Autre piste théoriquement possible mais improbable : le Tribunal spécial pour le Liban, créé pour juger les auteurs de l’attentat contre le Premier ministre libanais Rafic Hariri en 2005, pourrait ressortir des éléments pointant l’implication de Damas. Il ne s’agit pas de dire que la Cpi et les outils classiques de la justice pénale internationale sont obsolètes. Bien au contraire, on peut espérer que leur mise à l’écart reste temporaire. Cependant, en attendant qu’il redevienne possible de faire appel à eux, de nouveaux outils et de nouvelles coopérations doivent être expérimentés pour sortir de la résignation à laquelle le contexte présent nous accule.
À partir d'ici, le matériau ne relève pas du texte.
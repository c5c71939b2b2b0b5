//! Error handling for tomlsx conversions
//!
//! This module provides a unified error type and result type for the
//! front end, the transformation core and the CLI.

use std::fmt;

/// Conversion error type
#[derive(Debug, Clone, PartialEq)]
pub enum ConversionError {
    /// Parse error - the source document could not be parsed
    ParseError {
        message: String,
        line: Option<usize>,
        column: Option<usize>,
    },
    /// A key or bare word is not a legal identifier
    InvalidIdentifier {
        name: String,
        /// Top-level section the offending entry belongs to
        section: Option<String>,
        /// Dotted path of the offending entry (e.g. `data.items[2]`)
        path: Option<String>,
    },
    /// A source value has no counterpart in the value tree
    UnsupportedValue { kind: String, path: Option<String> },
    /// The const section is present but is not a table
    InvalidConstSection { found: String },
    /// IO error (for file operations)
    IoError { message: String },
}

impl fmt::Display for ConversionError {
    fn fmt(&self, f: &mut fmt::Formatter<'_>) -> fmt::Result {
        match self {
            ConversionError::ParseError {
                message,
                line,
                column,
            } => {
                if let (Some(l), Some(c)) = (line, column) {
                    write!(f, "Parse error at line {}, column {}: {}", l, c, message)
                } else if let Some(l) = line {
                    write!(f, "Parse error at line {}: {}", l, message)
                } else {
                    write!(f, "Parse error: {}", message)
                }
            }
            ConversionError::InvalidIdentifier {
                name,
                section,
                path,
            } => {
                write!(f, "Invalid name: '{}'", name)?;
                if let Some(p) = path {
                    write!(f, " at '{}'", p)?;
                }
                if let Some(s) = section {
                    write!(f, " in [{}] section", s)?;
                }
                Ok(())
            }
            ConversionError::UnsupportedValue { kind, path } => {
                if let Some(p) = path {
                    write!(f, "Unsupported value type '{}' at '{}'", kind, p)
                } else {
                    write!(f, "Unsupported value type: {}", kind)
                }
            }
            ConversionError::InvalidConstSection { found } => {
                write!(f, "The [const] section must be a table, found {}", found)
            }
            ConversionError::IoError { message } => {
                write!(f, "IO error: {}", message)
            }
        }
    }
}

impl std::error::Error for ConversionError {}

impl From<std::io::Error> for ConversionError {
    fn from(err: std::io::Error) -> Self {
        ConversionError::IoError {
            message: err.to_string(),
        }
    }
}

/// Result type for conversion operations
pub type ConversionResult<T> = Result<T, ConversionError>;

// Convenience constructors for errors
impl ConversionError {
    pub fn parse(message: impl Into<String>) -> Self {
        ConversionError::ParseError {
            message: message.into(),
            line: None,
            column: None,
        }
    }

    pub fn parse_at(message: impl Into<String>, line: usize, column: usize) -> Self {
        ConversionError::ParseError {
            message: message.into(),
            line: Some(line),
            column: Some(column),
        }
    }

    pub fn invalid_identifier(name: impl Into<String>) -> Self {
        ConversionError::InvalidIdentifier {
            name: name.into(),
            section: None,
            path: None,
        }
    }

    pub fn unsupported(kind: impl Into<String>) -> Self {
        ConversionError::UnsupportedValue {
            kind: kind.into(),
            path: None,
        }
    }

    /// Attach the dotted path of the entry being converted.
    ///
    /// An already recorded path is kept, so the innermost location wins
    /// when the error bubbles up through nested tables.
    pub fn at_path(mut self, location: impl Into<String>) -> Self {
        match &mut self {
            ConversionError::InvalidIdentifier { path, .. }
            | ConversionError::UnsupportedValue { path, .. } => {
                if path.is_none() {
                    *path = Some(location.into());
                }
            }
            _ => {}
        }
        self
    }

    /// Attach the top-level section the failing entry belongs to.
    pub fn in_section(mut self, name: impl Into<String>) -> Self {
        if let ConversionError::InvalidIdentifier { section, .. } = &mut self {
            if section.is_none() {
                *section = Some(name.into());
            }
        }
        self
    }

    /// True for failures of the source parser rather than the transformer.
    pub fn is_parse_error(&self) -> bool {
        matches!(self, ConversionError::ParseError { .. })
    }
}
//! Options and fixed notation constants for TOML to S-expression conversion

use lazy_static::lazy_static;
use regex::Regex;

// =============================================================================
// Notation constants
// =============================================================================

/// Name of the top-level table whose entries become `define` statements.
pub const CONST_SECTION: &str = "const";

/// Leading character marking a string as a raw formula.
pub const EXPRESSION_MARKER: char = '=';

/// Opening and closing delimiters wrapped around rewritten formulas.
pub const EXPRESSION_DELIMITERS: (char, char) = ('|', '|');

/// Prefix inserted in front of identifiers that start with a digit
/// under the lenient policy.
pub const DIGIT_PREFIX: &str = "n_";

lazy_static! {
    /// Legal target identifier
    pub static ref IDENTIFIER_PATTERN: Regex = Regex::new(r"^[a-z][a-z0-9_]*$").unwrap();

    /// Four dot-separated groups of one to three ASCII digits
    pub static ref DOTTED_QUAD_PATTERN: Regex =
        Regex::new(r"^[0-9]{1,3}(\.[0-9]{1,3}){3}$").unwrap();

    /// Single-level array literal inside a formula
    pub static ref ARRAY_LITERAL_PATTERN: Regex = Regex::new(r"\[(.*?)\]").unwrap();
}

// =============================================================================
// Conversion Options
// =============================================================================

/// How keys and bare-word strings are turned into identifiers
#[derive(Debug, Clone, Copy, PartialEq, Eq, Default)]
pub enum IdentifierPolicy {
    /// Reject anything that does not already match the identifier pattern
    Strict,
    /// Lower-case, replace illegal characters with `_` and prefix a leading
    /// digit with `n_` before checking
    #[default]
    Lenient,
}

/// Options for TOML to S-expression conversion
#[derive(Debug, Clone)]
pub struct TranspileOptions {
    /// Identifier policy applied to every key and bare word of a run
    /// Default: Lenient
    pub policy: IdentifierPolicy,

    /// Spaces added per nesting level of keyed mappings
    /// Default: 2
    pub indent: usize,

    /// Render an empty `$[ ]` structure when nothing but the const
    /// section was present
    /// Default: true
    pub emit_empty_document: bool,
}

impl Default for TranspileOptions {
    fn default() -> Self {
        Self {
            policy: IdentifierPolicy::Lenient,
            indent: 2,
            emit_empty_document: true,
        }
    }
}

impl TranspileOptions {
    /// Create new options with defaults
    pub fn new() -> Self {
        Self::default()
    }

    /// Create strict mode options (errors on any illegal name)
    pub fn strict() -> Self {
        Self {
            policy: IdentifierPolicy::Strict,
            ..Self::default()
        }
    }

    /// Options that omit the empty document structure after the defines
    pub fn compact() -> Self {
        Self {
            emit_empty_document: false,
            ..Self::default()
        }
    }

    pub fn with_policy(mut self, policy: IdentifierPolicy) -> Self {
        self.policy = policy;
        self
    }

    pub fn with_indent(mut self, indent: usize) -> Self {
        self.indent = indent;
        self
    }
}
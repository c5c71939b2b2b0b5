//! Const-section extraction
//!
//! The top-level `[const]` table does not appear in the nested output.
//! Each of its entries becomes a standalone `(define name value);` statement.

use tomlsx_value::{Mapping, Value};

use super::context::{TranspileOptions, CONST_SECTION};
use super::identifier::Identifier;
use super::transform::ValueTransformer;
use crate::utils::error::{ConversionError, ConversionResult};

/// One top-level define statement.
#[derive(Debug, Clone, PartialEq, Eq)]
pub struct Define {
    pub name: Identifier,
    /// Value already rendered in the target notation
    pub value: String,
}

impl Define {
    /// Render as `(define name value);`
    pub fn render(&self) -> String {
        format!("(define {} {});", self.name, self.value)
    }
}

/// Remove the const section from `doc` and turn its entries into defines.
///
/// The remaining entries keep their order. Without a const section the
/// document is returned unchanged. Any failing entry aborts the extraction.
pub fn extract_defines(
    mut doc: Mapping,
    options: &TranspileOptions,
) -> ConversionResult<(Vec<Define>, Mapping)> {
    let section = match doc.shift_remove(CONST_SECTION) {
        Some(Value::Dict(section)) => section,
        Some(other) => {
            return Err(ConversionError::InvalidConstSection {
                found: other.type_name().to_string(),
            })
        }
        None => return Ok((Vec::new(), doc)),
    };
    tracing::debug!(entries = section.len(), "processing [{}] section", CONST_SECTION);

    let transformer = ValueTransformer::new(options);
    let mut defines = Vec::with_capacity(section.len());
    for (key, value) in &section {
        let path = format!("{}.{}", CONST_SECTION, key);
        let define = transformer
            .name(key, &path)
            .and_then(|name| {
                let value = transformer.transform_at(value, 0, &path)?;
                Ok(Define { name, value })
            })
            .map_err(|e| e.in_section(CONST_SECTION))?;
        tracing::trace!(name = %define.name, value = %define.value, "define");
        defines.push(define);
    }

    Ok((defines, doc))
}
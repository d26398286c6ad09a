use std::time::Instant;

use tranche::Ticker;
use tranche_demos::common::{demo_builder, midnight};

#[tokio::main]
async fn main() -> Result<(), Box<dyn std::error::Error>> {
    let tranche = demo_builder().max_concurrent_buckets(8).build()?;
    let aapl = Ticker::new("AAPL")?;

    let first = (
        midnight(2020, 1, 1).ok_or("bad date")?,
        midnight(2020, 7, 1).ok_or("bad date")?,
    );
    // Overlaps the first query for three months.
    let second = (
        midnight(2020, 4, 1).ok_or("bad date")?,
        midnight(2020, 10, 1).ok_or("bad date")?,
    );

    for (label, (start, end)) in [("first", first), ("second", second)] {
        let t0 = Instant::now();
        let report = tranche.get_range_report(&aapl, start, end).await?;
        println!(
            "{label}: {} points from {} buckets ({} cached, {} fetched) in {:.2?}",
            report.series.len(),
            report.buckets.len(),
            report.cache_hits(),
            report.upstream_fetches(),
            t0.elapsed(),
        );
        if let (Some(a), Some(b)) = (report.series.points().first(), report.series.points().last()) {
            println!("  {} close={:.2} .. {} close={:.2}", a.timestamp, a.close, b.timestamp, b.close);
        }
    }

    Ok(())
}
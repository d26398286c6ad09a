//! Collaborator traits: the upstream price source and the byte cache store.
//!
//! Both are object safe and used behind `Arc<dyn _>`.

use std::time::Duration;

use async_trait::async_trait;
use chrono::{DateTime, Utc};
use tranche_types::{PricePoint, Ticker, TrancheError};

/// Upstream price source: the slow, rate-limited system being cached.
#[async_trait]
pub trait UpstreamFetch: Send + Sync {
    /// Stable name used in logs and upstream errors.
    fn name(&self) -> &'static str;

    /// Fetch all points for `ticker` with `start <= timestamp < end`.
    ///
    /// Implementations should return points sorted ascending. They own any
    /// retry policy; the caller never retries.
    ///
    /// # Errors
    /// Returns `Upstream` on network failure, unknown ticker, or a malformed
    /// response.
    async fn fetch_range(
        &self,
        ticker: &Ticker,
        start: DateTime<Utc>,
        end: DateTime<Utc>,
    ) -> Result<Vec<PricePoint>, TrancheError>;
}

/// External key-value store holding encoded bucket series.
///
/// `set` must be atomic per key: readers never observe a half-written value.
/// Failures are non-fatal to callers of the range cache.
#[async_trait]
pub trait CacheStore: Send + Sync {
    /// Stable name used in logs.
    fn name(&self) -> &'static str;

    /// Read the value under `key`; `Ok(None)` on a miss or an expired entry.
    ///
    /// # Errors
    /// Returns `CacheRead` when the store is unavailable.
    async fn get(&self, key: &str) -> Result<Option<Vec<u8>>, TrancheError>;

    /// Write `value` under `key`, expiring after `ttl`.
    ///
    /// # Errors
    /// Returns `CacheWrite` when the store is unavailable.
    async fn set(&self, key: &str, value: Vec<u8>, ttl: Duration) -> Result<(), TrancheError>;
}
Un mécanisme d’enquête international

Une solution a ainsi été trouvée par l’Assemblée générale de l’Onu pour contourner le veto russe au Conseil de sécurité. Celle-ci a voté en décembre 2016 la création d’un « Mécanisme international, impartial et indépendant (Miii) chargé de faciliter les enquêtes sur les violations les plus graves du droit international commises en République arabe syrienne depuis mars 2011 et d’aider à juger ceux qui en sont responsables9 ». La masse d’informations disponibles nécessite en effet une activité analytique pour les traiter d’un point de vue juridique, soit la distinction des informations permettant la reconnaissance de la preuve par des tribunaux, ainsi que leur qualification selon les normes juridiques du droit pénal international des crimes et la détermination des formes de responsabilités les plus courantes (responsabilité personnelle, responsabilité du supérieur hiérarchique, complicité, etc.). Ce projet permettrait la constitution d’une base de données exploitable des preuves disponibles. Il entérine le fait qu’il n’est aujourd’hui, au niveau international, guère possible d’aller au-delà d’une phase d’enquête et de pré-instruction et bien des incertitudes, sinon des inquiétudes, pèsent encore sur la façon dont il sera supervisé et financé. Mais il ouvre aussi une nouvelle voie : la paralysie des juridictions pénales internationales pourrait ainsi être partiellement compensée par une action plus forte des juridictions nationales, marquant un moment historique pour un possible développement de la compétence universelle, c’est-à-dire la capacité qu’ont des tribunaux nationaux de se saisir des crimes internationaux les plus graves même s’ils ont été commis par des non-nationaux sur des non-nationaux en-dehors du territoire national.

Intégré en tant qu’instrument de justice transitionnelle, le mécanisme pourrait de plus favoriser un processus dans lequel les Syriens seraient en mesure de s’impliquer pleinement, dans la perspective de futurs procès en Syrie. Conçu de cette manière, ce dispositif par défaut non seulement préparerait une hypothétique juridiction internationale dans un avenir plus ou moins lointain mais stimulerait également deux autres leviers susceptibles de favoriser la lutte contre l’impunité.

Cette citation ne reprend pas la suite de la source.